*** Opening of Data under study ***

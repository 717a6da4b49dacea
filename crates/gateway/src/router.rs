//! Inbound message router: validates the caller-supplied session id, looks
//! it up, and forwards the payload to that session's bridge.
//!
//! The router only ever reads the registry; registration and teardown
//! belong to the connection lifecycle in `server.rs` and `state.rs`.

use std::time::Duration;

use {axum::http::StatusCode, thiserror::Error};

use crate::registry::SessionRegistry;

#[derive(Debug, Error)]
pub enum RouteError {
    /// Caller omitted the required correlation id.
    #[error("missing sessionId query parameter")]
    MissingSession,

    /// Id refers to a session that never existed or already closed. An
    /// expected race between disconnect and an in-flight post.
    #[error("no active session found for sessionId {0}")]
    UnknownSession(String),

    /// The bridge raised an error or ran past the delivery bound. The
    /// session stays open.
    #[error("failed to deliver message to session {id}: {reason}")]
    DeliveryFailed { id: String, reason: String },
}

impl RouteError {
    pub fn status(&self) -> StatusCode {
        match self {
            Self::MissingSession => StatusCode::BAD_REQUEST,
            Self::UnknownSession(_) => StatusCode::NOT_FOUND,
            Self::DeliveryFailed { .. } => StatusCode::INTERNAL_SERVER_ERROR,
        }
    }
}

/// Route one inbound payload to the session named by `session_id`.
///
/// Delivery runs under `timeout` so a slow bridge cannot stall the caller
/// indefinitely; unrelated sessions are never blocked either way.
pub async fn route(
    registry: &SessionRegistry,
    session_id: Option<&str>,
    payload: &[u8],
    timeout: Duration,
) -> Result<(), RouteError> {
    let id = session_id
        .filter(|s| !s.is_empty())
        .ok_or(RouteError::MissingSession)?;

    let session = registry
        .get(id)
        .ok_or_else(|| RouteError::UnknownSession(id.into()))?;

    match tokio::time::timeout(timeout, session.bridge.deliver(payload)).await {
        Ok(Ok(())) => Ok(()),
        Ok(Err(e)) => Err(RouteError::DeliveryFailed {
            id: id.into(),
            reason: e.to_string(),
        }),
        Err(_) => Err(RouteError::DeliveryFailed {
            id: id.into(),
            reason: format!("delivery timed out after {}ms", timeout.as_millis()),
        }),
    }
}

#[cfg(test)]
mod tests {
    use std::sync::{
        Arc,
        atomic::{AtomicUsize, Ordering},
    };

    use async_trait::async_trait;

    use super::*;
    use crate::{
        channel::SseChannel,
        registry::Session,
        services::BridgeHandle,
    };

    const TIMEOUT: Duration = Duration::from_millis(200);

    struct RecordingHandle {
        delivered: AtomicUsize,
    }

    #[async_trait]
    impl BridgeHandle for RecordingHandle {
        async fn deliver(&self, _payload: &[u8]) -> anyhow::Result<()> {
            self.delivered.fetch_add(1, Ordering::SeqCst);
            Ok(())
        }
    }

    struct FailingHandle;

    #[async_trait]
    impl BridgeHandle for FailingHandle {
        async fn deliver(&self, _payload: &[u8]) -> anyhow::Result<()> {
            anyhow::bail!("backend fault")
        }
    }

    struct StuckHandle;

    #[async_trait]
    impl BridgeHandle for StuckHandle {
        async fn deliver(&self, _payload: &[u8]) -> anyhow::Result<()> {
            std::future::pending::<()>().await;
            Ok(())
        }
    }

    fn register(registry: &SessionRegistry, bridge: Arc<dyn BridgeHandle>) -> String {
        let (channel, _rx) = SseChannel::new();
        let id = registry.allocate();
        registry
            .insert(Session::new(id.clone(), channel, bridge))
            .unwrap();
        id
    }

    #[tokio::test]
    async fn missing_id_is_distinct_from_unknown() {
        let registry = SessionRegistry::new();

        let missing = route(&registry, None, b"{}", TIMEOUT).await.unwrap_err();
        assert!(matches!(missing, RouteError::MissingSession));
        assert_eq!(missing.status(), StatusCode::BAD_REQUEST);

        let empty = route(&registry, Some(""), b"{}", TIMEOUT).await.unwrap_err();
        assert!(matches!(empty, RouteError::MissingSession));

        let unknown = route(&registry, Some("doesnotexist"), b"{}", TIMEOUT)
            .await
            .unwrap_err();
        assert!(matches!(unknown, RouteError::UnknownSession(_)));
        assert_eq!(unknown.status(), StatusCode::NOT_FOUND);
    }

    #[tokio::test]
    async fn forwards_to_the_matching_bridge() {
        let registry = SessionRegistry::new();
        let handle = Arc::new(RecordingHandle {
            delivered: AtomicUsize::new(0),
        });
        let id = register(&registry, Arc::clone(&handle) as Arc<dyn BridgeHandle>);

        route(&registry, Some(&id), b"ping", TIMEOUT).await.unwrap();
        assert_eq!(handle.delivered.load(Ordering::SeqCst), 1);
    }

    #[tokio::test]
    async fn bridge_fault_maps_to_delivery_failed() {
        let registry = SessionRegistry::new();
        let id = register(&registry, Arc::new(FailingHandle));

        let err = route(&registry, Some(&id), b"ping", TIMEOUT).await.unwrap_err();
        assert!(matches!(err, RouteError::DeliveryFailed { .. }));
        assert_eq!(err.status(), StatusCode::INTERNAL_SERVER_ERROR);
        // The session survives a failed delivery.
        assert!(registry.get(&id).is_some());
    }

    #[tokio::test]
    async fn stuck_bridge_hits_the_delivery_bound() {
        let registry = SessionRegistry::new();
        let id = register(&registry, Arc::new(StuckHandle));

        let err = route(&registry, Some(&id), b"ping", Duration::from_millis(20))
            .await
            .unwrap_err();
        match err {
            RouteError::DeliveryFailed { reason, .. } => {
                assert!(reason.contains("timed out"));
            },
            other => panic!("expected DeliveryFailed, got {other:?}"),
        }
    }

    #[tokio::test]
    async fn closed_session_id_becomes_unknown() {
        let registry = SessionRegistry::new();
        let handle = Arc::new(RecordingHandle {
            delivered: AtomicUsize::new(0),
        });
        let id = register(&registry, handle as Arc<dyn BridgeHandle>);

        route(&registry, Some(&id), b"one", TIMEOUT).await.unwrap();
        registry.remove(&id);

        let err = route(&registry, Some(&id), b"two", TIMEOUT).await.unwrap_err();
        assert!(matches!(err, RouteError::UnknownSession(_)));
    }
}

*** Close of Data under study ***

:: Directions for this task ::
Of the records above, copy each line that includes "RecordingHandle".

:: Answer box ::
    struct RecordingHandle {
    impl BridgeHandle for RecordingHandle {
        let handle = Arc::new(RecordingHandle {
        let handle = Arc::new(RecordingHandle {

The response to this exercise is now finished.